[[ Data shown open ]]
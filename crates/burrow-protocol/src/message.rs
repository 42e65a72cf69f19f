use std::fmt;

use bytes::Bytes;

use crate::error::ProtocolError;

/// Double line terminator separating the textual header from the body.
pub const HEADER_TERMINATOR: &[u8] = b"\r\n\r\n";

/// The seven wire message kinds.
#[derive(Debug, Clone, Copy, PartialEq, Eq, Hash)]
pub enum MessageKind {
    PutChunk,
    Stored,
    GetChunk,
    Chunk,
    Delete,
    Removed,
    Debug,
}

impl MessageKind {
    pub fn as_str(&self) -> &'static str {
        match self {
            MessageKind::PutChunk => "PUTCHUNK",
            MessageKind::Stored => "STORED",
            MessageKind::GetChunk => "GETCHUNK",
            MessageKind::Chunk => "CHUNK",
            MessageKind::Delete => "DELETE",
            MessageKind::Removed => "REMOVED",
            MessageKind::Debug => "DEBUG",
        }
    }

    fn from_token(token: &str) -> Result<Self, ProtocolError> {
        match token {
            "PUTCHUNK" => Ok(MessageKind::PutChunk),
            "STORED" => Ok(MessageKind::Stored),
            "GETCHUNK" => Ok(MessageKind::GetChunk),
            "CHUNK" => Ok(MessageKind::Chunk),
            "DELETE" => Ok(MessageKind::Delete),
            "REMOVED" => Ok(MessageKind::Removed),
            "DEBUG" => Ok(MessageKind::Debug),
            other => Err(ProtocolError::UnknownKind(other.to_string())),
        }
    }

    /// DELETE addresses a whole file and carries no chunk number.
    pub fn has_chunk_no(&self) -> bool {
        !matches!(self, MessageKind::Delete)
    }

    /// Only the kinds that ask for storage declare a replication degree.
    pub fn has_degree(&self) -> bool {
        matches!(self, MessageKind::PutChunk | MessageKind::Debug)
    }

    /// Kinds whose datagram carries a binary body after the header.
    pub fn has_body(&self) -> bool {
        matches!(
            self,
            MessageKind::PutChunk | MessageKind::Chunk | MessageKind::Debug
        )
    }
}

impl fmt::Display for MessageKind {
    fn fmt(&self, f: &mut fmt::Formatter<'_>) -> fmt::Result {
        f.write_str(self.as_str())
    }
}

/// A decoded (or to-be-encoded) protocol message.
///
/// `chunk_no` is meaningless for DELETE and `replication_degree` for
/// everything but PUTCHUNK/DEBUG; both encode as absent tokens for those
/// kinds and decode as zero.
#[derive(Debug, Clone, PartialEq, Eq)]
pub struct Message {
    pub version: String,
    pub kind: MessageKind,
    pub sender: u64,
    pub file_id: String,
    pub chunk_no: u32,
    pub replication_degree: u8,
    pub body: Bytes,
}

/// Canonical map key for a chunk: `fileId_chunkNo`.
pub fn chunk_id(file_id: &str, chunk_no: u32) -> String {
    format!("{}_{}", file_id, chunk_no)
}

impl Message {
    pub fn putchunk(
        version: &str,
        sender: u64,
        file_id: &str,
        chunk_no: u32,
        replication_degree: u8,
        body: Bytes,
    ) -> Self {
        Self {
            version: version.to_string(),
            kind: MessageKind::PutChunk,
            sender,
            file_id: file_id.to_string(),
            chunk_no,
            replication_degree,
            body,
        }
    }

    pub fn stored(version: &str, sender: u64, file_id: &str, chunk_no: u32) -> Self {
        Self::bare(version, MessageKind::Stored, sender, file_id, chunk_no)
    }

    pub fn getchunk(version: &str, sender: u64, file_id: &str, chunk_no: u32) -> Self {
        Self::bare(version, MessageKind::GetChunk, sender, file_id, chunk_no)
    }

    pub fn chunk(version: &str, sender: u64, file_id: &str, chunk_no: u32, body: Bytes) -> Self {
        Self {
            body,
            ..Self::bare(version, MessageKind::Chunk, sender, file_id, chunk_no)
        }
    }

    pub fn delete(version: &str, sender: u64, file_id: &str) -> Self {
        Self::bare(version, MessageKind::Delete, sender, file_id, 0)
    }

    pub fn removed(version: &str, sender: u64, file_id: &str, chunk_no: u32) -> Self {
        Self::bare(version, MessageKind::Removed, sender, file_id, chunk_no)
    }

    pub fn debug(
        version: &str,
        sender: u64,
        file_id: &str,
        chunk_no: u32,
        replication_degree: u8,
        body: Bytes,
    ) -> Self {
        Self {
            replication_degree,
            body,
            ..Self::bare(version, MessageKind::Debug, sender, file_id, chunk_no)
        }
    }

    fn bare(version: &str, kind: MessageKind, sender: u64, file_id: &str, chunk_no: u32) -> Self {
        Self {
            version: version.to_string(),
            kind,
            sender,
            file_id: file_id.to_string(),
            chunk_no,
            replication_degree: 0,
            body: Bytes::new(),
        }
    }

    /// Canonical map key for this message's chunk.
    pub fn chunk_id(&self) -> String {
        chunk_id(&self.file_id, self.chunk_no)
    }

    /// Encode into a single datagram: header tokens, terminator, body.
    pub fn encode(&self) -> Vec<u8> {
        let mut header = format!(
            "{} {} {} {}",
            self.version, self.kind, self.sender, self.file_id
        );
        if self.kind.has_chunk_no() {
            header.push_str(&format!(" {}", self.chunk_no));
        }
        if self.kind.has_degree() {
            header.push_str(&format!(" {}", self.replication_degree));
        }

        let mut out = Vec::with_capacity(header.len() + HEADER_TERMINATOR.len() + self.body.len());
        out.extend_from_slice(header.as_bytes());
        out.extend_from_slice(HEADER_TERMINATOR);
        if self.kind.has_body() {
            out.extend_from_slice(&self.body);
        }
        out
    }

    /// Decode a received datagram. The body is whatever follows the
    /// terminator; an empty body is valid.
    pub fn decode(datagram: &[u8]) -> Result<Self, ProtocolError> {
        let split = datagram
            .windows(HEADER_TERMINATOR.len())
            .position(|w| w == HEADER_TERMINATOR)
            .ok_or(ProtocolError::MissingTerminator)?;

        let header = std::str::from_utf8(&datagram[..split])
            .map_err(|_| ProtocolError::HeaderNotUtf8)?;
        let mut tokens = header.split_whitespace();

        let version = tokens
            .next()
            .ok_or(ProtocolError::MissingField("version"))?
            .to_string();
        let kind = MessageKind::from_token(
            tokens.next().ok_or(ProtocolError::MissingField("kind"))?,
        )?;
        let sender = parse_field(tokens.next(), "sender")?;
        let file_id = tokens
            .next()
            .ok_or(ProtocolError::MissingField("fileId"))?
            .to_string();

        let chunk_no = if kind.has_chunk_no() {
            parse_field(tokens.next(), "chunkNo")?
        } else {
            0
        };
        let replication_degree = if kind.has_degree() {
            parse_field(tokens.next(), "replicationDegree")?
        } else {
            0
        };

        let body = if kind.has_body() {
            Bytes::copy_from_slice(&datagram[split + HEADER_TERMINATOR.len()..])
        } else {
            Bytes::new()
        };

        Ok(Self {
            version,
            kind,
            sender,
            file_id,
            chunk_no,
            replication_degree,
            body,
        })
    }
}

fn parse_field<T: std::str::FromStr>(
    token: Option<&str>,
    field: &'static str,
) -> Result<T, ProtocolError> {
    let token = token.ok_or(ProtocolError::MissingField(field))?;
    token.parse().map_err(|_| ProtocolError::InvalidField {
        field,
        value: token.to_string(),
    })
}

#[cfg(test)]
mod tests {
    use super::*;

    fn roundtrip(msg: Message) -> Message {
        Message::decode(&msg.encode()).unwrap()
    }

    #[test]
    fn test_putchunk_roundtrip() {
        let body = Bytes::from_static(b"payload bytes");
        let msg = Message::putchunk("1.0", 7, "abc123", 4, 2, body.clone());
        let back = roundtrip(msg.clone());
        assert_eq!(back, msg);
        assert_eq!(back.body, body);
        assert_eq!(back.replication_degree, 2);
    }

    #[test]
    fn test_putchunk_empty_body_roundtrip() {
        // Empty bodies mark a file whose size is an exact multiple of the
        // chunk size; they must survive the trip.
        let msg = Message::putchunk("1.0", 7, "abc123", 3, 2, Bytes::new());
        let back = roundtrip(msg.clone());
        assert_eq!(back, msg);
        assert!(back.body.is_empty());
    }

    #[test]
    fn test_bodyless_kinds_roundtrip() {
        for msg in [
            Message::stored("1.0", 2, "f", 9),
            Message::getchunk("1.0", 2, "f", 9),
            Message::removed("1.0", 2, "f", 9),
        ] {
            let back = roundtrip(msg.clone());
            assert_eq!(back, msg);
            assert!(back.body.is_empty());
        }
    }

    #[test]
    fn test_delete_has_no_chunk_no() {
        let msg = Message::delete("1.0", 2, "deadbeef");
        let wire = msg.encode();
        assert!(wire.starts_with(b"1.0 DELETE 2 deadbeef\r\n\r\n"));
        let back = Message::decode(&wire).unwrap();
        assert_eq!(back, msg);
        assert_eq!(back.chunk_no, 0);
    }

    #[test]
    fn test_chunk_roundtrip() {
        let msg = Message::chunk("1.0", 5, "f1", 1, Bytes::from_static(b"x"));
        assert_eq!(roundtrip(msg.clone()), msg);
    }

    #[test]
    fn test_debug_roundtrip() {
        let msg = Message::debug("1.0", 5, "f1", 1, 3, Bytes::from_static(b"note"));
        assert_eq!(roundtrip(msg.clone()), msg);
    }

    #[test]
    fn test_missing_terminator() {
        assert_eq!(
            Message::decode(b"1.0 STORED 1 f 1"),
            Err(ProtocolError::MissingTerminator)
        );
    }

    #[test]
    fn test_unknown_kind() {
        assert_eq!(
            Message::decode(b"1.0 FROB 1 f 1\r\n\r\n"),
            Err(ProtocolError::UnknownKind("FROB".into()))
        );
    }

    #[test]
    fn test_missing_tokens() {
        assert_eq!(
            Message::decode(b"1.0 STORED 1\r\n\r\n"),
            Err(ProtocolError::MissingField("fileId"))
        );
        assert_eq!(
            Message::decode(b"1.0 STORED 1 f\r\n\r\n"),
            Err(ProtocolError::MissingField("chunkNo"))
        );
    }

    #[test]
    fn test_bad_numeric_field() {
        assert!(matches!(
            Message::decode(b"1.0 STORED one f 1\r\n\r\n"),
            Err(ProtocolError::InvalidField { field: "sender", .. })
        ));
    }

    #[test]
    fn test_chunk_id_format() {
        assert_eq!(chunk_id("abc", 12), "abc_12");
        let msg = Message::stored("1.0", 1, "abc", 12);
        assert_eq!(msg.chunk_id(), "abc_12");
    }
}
[[ Data shown closed ]]
Beginning with the very first line of the material, please return exactly each line down to and including the one with "pub fn has_degree(&self)".

filename crates/burrow-protocol/src/message.rs
repository 42e65a72cf69f19f
use std::fmt;

use bytes::Bytes;

use crate::error::ProtocolError;

/// Double line terminator separating the textual header from the body.
pub const HEADER_TERMINATOR: &[u8] = b"\r\n\r\n";

/// The seven wire message kinds.
#[derive(Debug, Clone, Copy, PartialEq, Eq, Hash)]
pub enum MessageKind {
    PutChunk,
    Stored,
    GetChunk,
    Chunk,
    Delete,
    Removed,
    Debug,
}

impl MessageKind {
    pub fn as_str(&self) -> &'static str {
        match self {
            MessageKind::PutChunk => "PUTCHUNK",
            MessageKind::Stored => "STORED",
            MessageKind::GetChunk => "GETCHUNK",
            MessageKind::Chunk => "CHUNK",
            MessageKind::Delete => "DELETE",
            MessageKind::Removed => "REMOVED",
            MessageKind::Debug => "DEBUG",
        }
    }

    fn from_token(token: &str) -> Result<Self, ProtocolError> {
        match token {
            "PUTCHUNK" => Ok(MessageKind::PutChunk),
            "STORED" => Ok(MessageKind::Stored),
            "GETCHUNK" => Ok(MessageKind::GetChunk),
            "CHUNK" => Ok(MessageKind::Chunk),
            "DELETE" => Ok(MessageKind::Delete),
            "REMOVED" => Ok(MessageKind::Removed),
            "DEBUG" => Ok(MessageKind::Debug),
            other => Err(ProtocolError::UnknownKind(other.to_string())),
        }
    }

    /// DELETE addresses a whole file and carries no chunk number.
    pub fn has_chunk_no(&self) -> bool {
        !matches!(self, MessageKind::Delete)
    }

    /// Only the kinds that ask for storage declare a replication degree.
    pub fn has_degree(&self) -> bool {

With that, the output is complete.